Ventilator‐Induced Lung Injury: Mechanotransduction and Potential Therapeutic Targets

ABSTRACT Mechanical ventilation (MV) serves as a critical intervention to maintain adequate gas exchange. Unfortunately, MV often leads to the development of ventilator‐induced lung injury (VILI). VILI pathogenesis involves alveolar‐capillary barrier disruption, dysregulated inflammation, and mechanotransduction‐driven cellular dysfunction, but the interplay of these mechanisms remains incompletely understood.
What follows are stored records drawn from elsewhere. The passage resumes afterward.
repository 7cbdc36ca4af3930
pub mod http;
use crate::config::AuthConfig;
use crate::config::AuthConfigError;
use crate::password::PasswordError;
use crate::password::PasswordHasher;
use crate::token::Claims;
use crate::token::TokenError;
use crate::token::TokenService;

/// Authentication coordinator combining password verification and token issuance.
///
/// Holds the only password hasher and token service of the process; both are
/// configured once from [`AuthConfig`] and are safe to share across requests.
pub struct Authenticator {
    password_hasher: PasswordHasher,
    token_service: TokenService,
}

/// Result of successful authentication.
#[derive(Debug)]
pub struct AuthenticationResult {
    /// Signed bearer token
    pub access_token: String,
}

/// Authentication operation errors.
#[derive(Debug, thiserror::Error)]
pub enum AuthenticationError {
    #[error("Invalid credentials")]
    InvalidCredentials,

    #[error("Password error: {0}")]
    Password(#[from] PasswordError),

    #[error("Token error: {0}")]
    Token(#[from] TokenError),
}

impl Authenticator {
    /// Create a new authenticator.
    ///
    /// # Errors
    /// * `InvalidHashCost` - Hash cost rejected by the hashing algorithm
    pub fn new(config: &AuthConfig) -> Result<Self, AuthConfigError> {
        let password_hasher = PasswordHasher::new(config.hash_cost())
            .map_err(|_| AuthConfigError::InvalidHashCost(config.hash_cost()))?;

        Ok(Self {
            password_hasher,
            token_service: TokenService::new(config),
        })
    }

    /// Hash a password for storage.
    ///
    /// # Errors
    /// * `PasswordError` - Hashing operation failed
    pub fn hash_password(&self, password: &str) -> Result<String, PasswordError> {
        self.password_hasher.hash(password)
    }

    /// Verify credentials and issue a token for `subject`.
    ///
    /// # Arguments
    /// * `password` - Plaintext password to verify
    /// * `stored_hash` - Stored password hash
    /// * `subject` - Identifier placed in the token's `sub` claim
    ///
    /// # Errors
    /// * `InvalidCredentials` - Password does not match
    /// * `Password` - Stored hash is malformed
    /// * `Token` - Token signing failed
    pub fn authenticate(
        &self,
        password: &str,
        stored_hash: &str,
        subject: &str,
    ) -> Result<AuthenticationResult, AuthenticationError> {
        if !self.password_hasher.verify(password, stored_hash)? {
            return Err(AuthenticationError::InvalidCredentials);
        }

        let access_token = self.token_service.issue(subject)?;

        Ok(AuthenticationResult { access_token })
    }

    /// Reject a login for an account that does not exist.
    ///
    /// Does the same hashing work as [`authenticate`](Self::authenticate) so
    /// that response time does not reveal whether the account exists.
    pub fn reject_unknown(&self, password: &str) -> AuthenticationError {
        self.password_hasher.verify_decoy(password);
        AuthenticationError::InvalidCredentials
    }

    /// Issue a token without password verification.
    ///
    /// # Errors
    /// * `Signing` - Token could not be signed
    pub fn issue_token(&self, subject: &str) -> Result<String, TokenError> {
        self.token_service.issue(subject)
    }

    /// Validate a bearer token and return its claims.
    ///
    /// # Errors
    /// * `TokenError` - Token is malformed, forged, expired or uses another algorithm
    pub fn validate_token(&self, token: &str) -> Result<Claims, TokenError> {
        self.token_service.validate(token)
    }
}

#[cfg(test)]
mod tests {
    use super::*;

    fn authenticator() -> Authenticator {
        let config = AuthConfig::new("test_secret_key_at_least_32_bytes!")
            .unwrap()
            .with_hash_cost(1)
            .unwrap();
        Authenticator::new(&config).expect("Failed to build authenticator")
    }

    #[test]
    fn test_authenticate_success() {
        let authenticator = authenticator();

        let password = "my_password";
        let hash = authenticator
            .hash_password(password)
            .expect("Failed to hash password");

        let result = authenticator
            .authenticate(password, &hash, "user123")
            .expect("Authentication failed");

        assert!(!result.access_token.is_empty());

        let claims = authenticator
            .validate_token(&result.access_token)
            .expect("Token validation failed");
        assert_eq!(claims.subject(), "user123");
    }

    #[test]
    fn test_authenticate_invalid_password() {
        let authenticator = authenticator();

        let hash = authenticator
            .hash_password("my_password")
            .expect("Failed to hash password");

        let result = authenticator.authenticate("wrong_password", &hash, "user123");
        assert!(matches!(
            result,
            Err(AuthenticationError::InvalidCredentials)
        ));
    }

    #[test]
    fn test_authenticate_corrupted_hash() {
        let authenticator = authenticator();

        let result = authenticator.authenticate("my_password", "not-a-phc-string", "user123");
        assert!(matches!(
            result,
            Err(AuthenticationError::Password(PasswordError::MalformedHash(_)))
        ));
    }

    #[test]
    fn test_reject_unknown() {
        let authenticator = authenticator();

        assert!(matches!(
            authenticator.reject_unknown("my_password"),
            AuthenticationError::InvalidCredentials
        ));
    }

    #[test]
    fn test_issue_and_validate_token() {
        let authenticator = authenticator();

        let token = authenticator
            .issue_token("user123")
            .expect("Failed to issue token");

        let claims = authenticator
            .validate_token(&token)
            .expect("Failed to validate token");
        assert_eq!(claims.subject(), "user123");
    }

    #[test]
    fn test_validate_invalid_token() {
        let authenticator = authenticator();

        let result = authenticator.validate_token("invalid.token.here");
        assert!(result.is_err());
    }
}
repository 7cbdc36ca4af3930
pub mod config;
pub mod domain;
pub mod inbound;
pub mod outbound;

pub use domain::identity;
pub use domain::user;
pub use outbound::repositories;
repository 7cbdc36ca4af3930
use axum::extract::Request;
use axum::extract::State;
use axum::http::header;
use axum::middleware::Next;
use axum::response::Response;

use crate::domain::user::models::UserId;
use crate::inbound::http::handlers::ApiError;
use crate::inbound::http::handlers::UNAUTHORIZED_MESSAGE;
use crate::inbound::http::router::AppState;

pub const MISSING_HEADER_MESSAGE: &str = "Cabeçalho de autorização não encontrado";
pub const INVALID_FORMAT_MESSAGE: &str = "Formato de token inválido";

const BEARER_PREFIX: &str = "Bearer ";

/// Identity of the caller, inserted into request extensions once the token checks out
#[derive(Debug, Clone, Copy, PartialEq, Eq)]
pub struct AuthenticatedUser {
    pub user_id: UserId,
}

/// Middleware that validates bearer tokens and adds the caller to request extensions.
///
/// Every rejection is a 401; the reason for a token failure is logged, never returned.
pub async fn require_token(
    State(state): State<AppState>,
    mut req: Request,
    next: Next,
) -> Result<Response, ApiError> {
    let token = extract_token_from_header(&req)?;

    let claims = state.authenticator.validate_token(token).map_err(|e| {
        tracing::warn!(error = %e, "Token validation failed");
        ApiError::Unauthorized(UNAUTHORIZED_MESSAGE.to_string())
    })?;

    let user_id = UserId::from_string(claims.subject()).map_err(|e| {
        tracing::warn!(error = %e, "Token subject is not a user id");
        ApiError::Unauthorized(UNAUTHORIZED_MESSAGE.to_string())
    })?;

    req.extensions_mut().insert(AuthenticatedUser { user_id });

    Ok(next.run(req).await)
}

fn extract_token_from_header(req: &Request) -> Result<&str, ApiError> {
    let auth_header = req
        .headers()
        .get(header::AUTHORIZATION)
        .ok_or_else(|| ApiError::Unauthorized(MISSING_HEADER_MESSAGE.to_string()))?;

    let auth_str = auth_header
        .to_str()
        .map_err(|_| ApiError::Unauthorized(INVALID_FORMAT_MESSAGE.to_string()))?;

    auth_str
        .strip_prefix(BEARER_PREFIX)
        .ok_or_else(|| ApiError::Unauthorized(INVALID_FORMAT_MESSAGE.to_string()))
}
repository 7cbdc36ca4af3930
use auth::PasswordError;
use auth::TokenError;
use thiserror::Error;

/// Error for UserId parsing failures
#[derive(Debug, Clone, Error, PartialEq, Eq)]
pub enum UserIdError {
    #[error("Invalid UUID format: {0}")]
    InvalidFormat(String),
}

/// Error for display name validation failures
#[derive(Debug, Clone, Error, PartialEq, Eq)]
pub enum UserNameError {
    #[error("Name must not be empty")]
    Empty,

    #[error("Name too long: maximum {max} characters, got {actual}")]
    TooLong { max: usize, actual: usize },
}

/// Error for EmailAddress validation failures
#[derive(Debug, Clone, Error, PartialEq, Eq)]
pub enum EmailError {
    #[error("Invalid email format: {0}")]
    InvalidFormat(String),

    #[error("Email too long: maximum {max} characters, got {actual}")]
    TooLong { max: usize, actual: usize },
}

/// Error for password policy violations
#[derive(Debug, Clone, Error, PartialEq, Eq)]
pub enum PasswordPolicyError {
    #[error("Password too short: minimum {min} characters, got {actual}")]
    TooShort { min: usize, actual: usize },

    #[error("Password too long: maximum {max} bytes, got {actual}")]
    TooLong { max: usize, actual: usize },
}

/// Coarse classification of [`UserError`], used to pick the client-facing response.
#[derive(Debug, Clone, Copy, PartialEq, Eq, Hash)]
pub enum ErrorKind {
    Validation,
    InvalidCredentials,
    DuplicateEmail,
    NotFound,
    Unauthorized,
    Internal,
}

/// Top-level error for all user-related operations
#[derive(Debug, Clone, Error)]
pub enum UserError {
    // Value object validation errors (automatically converted via #[from])
    #[error("Invalid user ID: {0}")]
    InvalidUserId(#[from] UserIdError),

    #[error("Invalid name: {0}")]
    InvalidName(#[from] UserNameError),

    #[error("Invalid email: {0}")]
    InvalidEmail(#[from] EmailError),

    #[error("Invalid password: {0}")]
    InvalidPassword(#[from] PasswordPolicyError),

    // Domain-level errors
    #[error("User not found: {0}")]
    NotFound(String),

    #[error("Email already exists: {0}")]
    EmailAlreadyExists(String),

    #[error("Invalid credentials")]
    InvalidCredentials,

    // Infrastructure errors
    #[error("Password error: {0}")]
    Password(#[from] PasswordError),

    #[error("Token error: {0}")]
    Token(#[from] TokenError),

    #[error("Database error: {0}")]
    DatabaseError(String),

    #[error("Unknown error: {0}")]
    Unknown(String),
}

impl UserError {
    pub fn kind(&self) -> ErrorKind {
        match self {
            UserError::InvalidUserId(_)
            | UserError::InvalidName(_)
            | UserError::InvalidEmail(_)
            | UserError::InvalidPassword(_) => ErrorKind::Validation,
            UserError::NotFound(_) => ErrorKind::NotFound,
            UserError::EmailAlreadyExists(_) => ErrorKind::DuplicateEmail,
            UserError::InvalidCredentials => ErrorKind::InvalidCredentials,
            // Signing happens on our side; a failure there is ours, not the caller's.
            UserError::Token(TokenError::Signing(_)) => ErrorKind::Internal,
            UserError::Token(_) => ErrorKind::Unauthorized,
            UserError::Password(_) | UserError::DatabaseError(_) | UserError::Unknown(_) => {
                ErrorKind::Internal
            }
        }
    }

    /// Field name and reason for validation errors, `None` for every other kind.
    pub fn validation_detail(&self) -> Option<(&'static str, String)> {
        match self {
            UserError::InvalidUserId(e) => Some(("id", e.to_string())),
            UserError::InvalidName(e) => Some(("name", e.to_string())),
            UserError::InvalidEmail(e) => Some(("email", e.to_string())),
            UserError::InvalidPassword(e) => Some(("password", e.to_string())),
            _ => None,
        }
    }
}
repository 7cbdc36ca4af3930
pub mod repositories;
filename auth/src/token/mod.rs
pub mod claims;
pub mod errors;
pub mod service;

pub use claims::Claims;
pub use errors::TokenError;
pub use service::TokenService;
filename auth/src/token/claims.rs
use chrono::DateTime;
use chrono::Duration;
use chrono::Utc;
use serde::Deserialize;
use serde::Serialize;

/// Payload carried inside a bearer token.
///
/// Only the token service builds claims, and only at issuance. Everything
/// else gets them back from a validated token and can read but not alter them.
#[derive(Debug, Clone, Serialize, Deserialize, PartialEq, Eq)]
pub struct Claims {
    /// Subject (user identifier)
    sub: String,

    /// Expiration time (Unix timestamp)
    exp: i64,

    /// Issued at (Unix timestamp)
    iat: i64,
}

impl Claims {
    pub(crate) fn issue(subject: &str, issued_at: DateTime<Utc>, lifetime: Duration) -> Self {
        let expiration = issued_at + lifetime;

        Self {
            sub: subject.to_string(),
            exp: expiration.timestamp(),
            iat: issued_at.timestamp(),
        }
    }

    pub fn subject(&self) -> &str {
        &self.sub
    }

    /// Expiration as a Unix timestamp in seconds.
    pub fn expires_at(&self) -> i64 {
        self.exp
    }

    /// Issuance as a Unix timestamp in seconds.
    pub fn issued_at(&self) -> i64 {
        self.iat
    }

    /// A token is only valid while its expiration lies strictly in the future.
    pub fn is_expired(&self, current_timestamp: i64) -> bool {
        self.exp <= current_timestamp
    }
}
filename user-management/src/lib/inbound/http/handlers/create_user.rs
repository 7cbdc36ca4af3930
use axum::extract::rejection::JsonRejection;
use axum::extract::State;
use axum::http::StatusCode;
use axum::Json;
use serde::Deserialize;

use super::ApiError;
use super::ApiSuccess;
use super::UserData;
use crate::domain::user::models::CreateUserCommand;
use crate::domain::user::models::EmailAddress;
use crate::domain::user::models::Password;
use crate::domain::user::models::UserName;
use crate::inbound::http::router::AppState;
use crate::user::errors::UserError;

pub async fn create_user(
    State(state): State<AppState>,
    body: Result<Json<CreateUserRequest>, JsonRejection>,
) -> Result<ApiSuccess<UserData>, ApiError> {
    let Json(body) = body?;

    state
        .user_service
        .create_user(body.try_into_command()?)
        .await
        .map_err(ApiError::from)
        .map(|ref user| ApiSuccess::new(StatusCode::CREATED, user.into()))
}

/// HTTP request body for creating a user (raw JSON)
#[derive(Deserialize)]
pub struct CreateUserRequest {
    name: String,
    email: String,
    password: String,
}

impl CreateUserRequest {
    fn try_into_command(self) -> Result<CreateUserCommand, UserError> {
        let name = UserName::new(self.name)?;
        let email = EmailAddress::new(self.email)?;
        let password = Password::new(self.password)?;
        Ok(CreateUserCommand::new(name, email, password))
    }
}
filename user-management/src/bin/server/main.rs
use std::sync::Arc;

use auth::Authenticator;
use sqlx::postgres::PgPoolOptions;
use tracing_subscriber::layer::SubscriberExt;
use tracing_subscriber::util::SubscriberInitExt;
use user_management::config::Config;
use user_management::domain::identity::service::IdentityService;
use user_management::domain::user::service::UserService;
use user_management::inbound::http::router::create_router;
use user_management::outbound::repositories::PostgresUserRepository;

#[tokio::main]
async fn main() -> Result<(), anyhow::Error> {
    tracing_subscriber::registry()
        .with(
            tracing_subscriber::EnvFilter::try_from_default_env()
                .unwrap_or_else(|_| "user_management=debug,tower_http=debug".into()),
        )
        .with(tracing_subscriber::fmt::layer())
        .init();

    tracing::info!(
        service = "user-management",
        version = env!("CARGO_PKG_VERSION"),
        "Service starting"
    );

    let config = Config::load()?;
    let auth_config = config.auth_config()?;

    tracing::info!(
        http_port = config.server.http_port,
        max_connections = config.database.max_connections,
        token_lifetime_minutes = config.jwt.expiration_minutes,
        hash_cost = config.password.hash_cost,
        "Configuration loaded"
    );

    let pg_pool = PgPoolOptions::new()
        .max_connections(config.database.max_connections)
        .connect(&config.database.url)
        .await?;
    tracing::info!(
        max_connections = config.database.max_connections,
        database = "postgresql",
        "Database connection pool created"
    );

    sqlx::migrate!("./migrations").run(&pg_pool).await?;
    tracing::info!(database = "postgresql", "Database migrations completed");

    let authenticator = Arc::new(Authenticator::new(&auth_config)?);
    let user_repository = Arc::new(PostgresUserRepository::new(pg_pool));

    let user_service = Arc::new(UserService::new(
        Arc::clone(&user_repository),
        Arc::clone(&authenticator),
    ));
    let identity_service = Arc::new(IdentityService::new(
        user_repository,
        Arc::clone(&authenticator),
    ));

    let http_address = format!("0.0.0.0:{}", config.server.http_port);
    let http_listener = tokio::net::TcpListener::bind(&http_address).await?;
    tracing::info!(
        address = %http_address,
        port = config.server.http_port,
        protocol = "http",
        "Http server listening"
    );

    let http_application = create_router(user_service, identity_service, authenticator);

    if let Err(e) = axum::serve(http_listener, http_application).await {
        tracing::error!(error = %e, "Server error");
        return Err(e.into());
    }

    tracing::info!("Server exited successfully");
    Ok(())
}
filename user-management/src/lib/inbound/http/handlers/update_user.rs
use axum::extract::rejection::JsonRejection;
use axum::extract::Path;
use axum::extract::State;
use axum::http::StatusCode;
use axum::Extension;
use axum::Json;
use serde::Deserialize;

use super::ApiError;
use super::ApiSuccess;
use super::UserData;
use crate::domain::user::models::EmailAddress;
use crate::domain::user::models::UpdateUserCommand;
use crate::domain::user::models::UserId;
use crate::domain::user::models::UserName;
use crate::inbound::http::middleware::AuthenticatedUser;
use crate::inbound::http::router::AppState;
use crate::user::errors::UserError;

/// HTTP request body for updating a user (raw JSON)
///
/// Any `password` field is ignored: passwords are not changed through this route.
#[derive(Debug, Deserialize)]
pub struct UpdateUserRequest {
    pub name: Option<String>,
    pub email: Option<String>,
}

impl UpdateUserRequest {
    fn try_into_command(self) -> Result<UpdateUserCommand, UserError> {
        // Validation happens here - errors are automatically converted via #[from]
        let name = self.name.map(UserName::new).transpose()?;

        let email = self.email.map(EmailAddress::new).transpose()?;

        Ok(UpdateUserCommand { name, email })
    }
}

pub async fn update_user(
    State(state): State<AppState>,
    Extension(actor): Extension<AuthenticatedUser>,
    Path(id): Path<String>,
    body: Result<Json<UpdateUserRequest>, JsonRejection>,
) -> Result<ApiSuccess<UserData>, ApiError> {
    // Parse user ID and request at HTTP boundary - errors automatically converted
    let user_id = UserId::from_string(&id).map_err(UserError::from)?;
    let Json(req) = body?;
    let command = req.try_into_command()?;
    tracing::debug!(actor = %actor.user_id, user_id = %user_id, "Updating user");

    state
        .user_service
        .update_user(&user_id, command)
        .await
        .map_err(ApiError::from)
        .map(|ref user| ApiSuccess::new(StatusCode::OK, user.into()))
}
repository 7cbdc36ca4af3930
pub mod user;

pub use user::PostgresUserRepository;
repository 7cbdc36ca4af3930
use secrecy::SecretString;

/// Credentials submitted for login.
///
/// Neither field is validated against the account policies: any mismatch,
/// malformed email included, must end as the same `InvalidCredentials`.
#[derive(Debug)]
pub struct LoginCommand {
    pub email: String,
    pub password: SecretString,
}

impl LoginCommand {
    pub fn new(email: String, password: String) -> Self {
        Self {
            email,
            password: SecretString::from(password),
        }
    }
}
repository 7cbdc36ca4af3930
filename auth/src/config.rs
use chrono::Duration;
use secrecy::SecretString;
use thiserror::Error;

use crate::password::PasswordHasher;

/// Errors raised while assembling the authentication configuration.
///
/// All of these are startup failures: a process that cannot build its
/// `AuthConfig` must not serve requests.
#[derive(Debug, Clone, Error, PartialEq, Eq)]
pub enum AuthConfigError {
    #[error("Token signing secret is not configured")]
    MissingSecret,

    #[error("Token lifetime must be a positive number of minutes, got {0}")]
    InvalidTokenLifetime(i64),

    #[error("Password hash cost must be at least 1, got {0}")]
    InvalidHashCost(u32),
}

/// Process-wide authentication settings.
///
/// Built once at startup and shared read-only afterwards. The signing secret
/// is kept in a [`SecretString`] so it is zeroized on drop and redacted from
/// `Debug` output.
#[derive(Debug)]
pub struct AuthConfig {
    secret: SecretString,
    token_lifetime: Duration,
    hash_cost: u32,
}

impl AuthConfig {
    pub const DEFAULT_TOKEN_LIFETIME_MINUTES: i64 = 1440;

    /// Create a configuration with default token lifetime and hash cost.
    ///
    /// # Errors
    /// * `MissingSecret` - The secret is empty or only whitespace
    pub fn new(secret: impl Into<String>) -> Result<Self, AuthConfigError> {
        let secret = secret.into();
        if secret.trim().is_empty() {
            return Err(AuthConfigError::MissingSecret);
        }

        Ok(Self {
            secret: SecretString::from(secret),
            token_lifetime: Duration::minutes(Self::DEFAULT_TOKEN_LIFETIME_MINUTES),
            hash_cost: PasswordHasher::DEFAULT_COST,
        })
    }

    /// Set how long issued tokens stay valid.
    ///
    /// # Errors
    /// * `InvalidTokenLifetime` - Zero or negative lifetime
    pub fn with_token_lifetime_minutes(mut self, minutes: i64) -> Result<Self, AuthConfigError> {
        if minutes <= 0 {
            return Err(AuthConfigError::InvalidTokenLifetime(minutes));
        }
        self.token_lifetime = Duration::minutes(minutes);
        Ok(self)
    }

    /// Set the password hashing cost factor (Argon2 iterations).
    ///
    /// # Errors
    /// * `InvalidHashCost` - Cost of zero
    pub fn with_hash_cost(mut self, cost: u32) -> Result<Self, AuthConfigError> {
        if cost == 0 {
            return Err(AuthConfigError::InvalidHashCost(cost));
        }
        self.hash_cost = cost;
        Ok(self)
    }

    pub fn secret(&self) -> &SecretString {
        &self.secret
    }

    pub fn token_lifetime(&self) -> Duration {
        self.token_lifetime
    }

    pub fn hash_cost(&self) -> u32 {
        self.hash_cost
    }
}

#[cfg(test)]
mod tests {
    use super::*;

    #[test]
    fn test_defaults() {
        let config = AuthConfig::new("a_signing_secret_of_reasonable_length").unwrap();

        assert_eq!(config.token_lifetime(), Duration::minutes(1440));
        assert_eq!(config.hash_cost(), PasswordHasher::DEFAULT_COST);
    }

    #[test]
    fn test_empty_secret_is_rejected() {
        assert_eq!(
            AuthConfig::new("").unwrap_err(),
            AuthConfigError::MissingSecret
        );
        assert_eq!(
            AuthConfig::new("   ").unwrap_err(),
            AuthConfigError::MissingSecret
        );
    }

    #[test]
    fn test_invalid_lifetime_and_cost() {
        let result = AuthConfig::new("secret").unwrap().with_token_lifetime_minutes(0);
        assert_eq!(result.unwrap_err(), AuthConfigError::InvalidTokenLifetime(0));

        let result = AuthConfig::new("secret").unwrap().with_hash_cost(0);
        assert_eq!(result.unwrap_err(), AuthConfigError::InvalidHashCost(0));
    }

    #[test]
    fn test_debug_does_not_leak_secret() {
        let config = AuthConfig::new("super_secret_value").unwrap();
        let rendered = format!("{:?}", config);

        assert!(!rendered.contains("super_secret_value"));
    }
}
Here, we review the types of mechanical stress in VILI, key signaling pathways implicated in MV‐induced lung injury, with particular emphasis on the impact of altered mechanical forces in VILI. Furthermore, we discuss the cell‐specific mechanisms in VILI. We also delineate the intricate molecular mechanisms that orchestrate intercellular communication in VILI. In addition, we discuss the limitations of current clinical strategies, and the identification of novel drug targets with transformative potential for treatment of VILI. Moreover, we summarize the current and emerging therapeutic strategies and discuss the existing knowledge gaps and future directions for VILI prevention. By integrating mechanical mechanistic insights with translational perspectives, this review identifies novel biomarkers and potential therapeutics to mitigate VILI. Our synthesis not only advances the understanding of VILI pathophysiology but also provides a framework for precision medicine approaches in critical care, ultimately optimizing MV outcomes.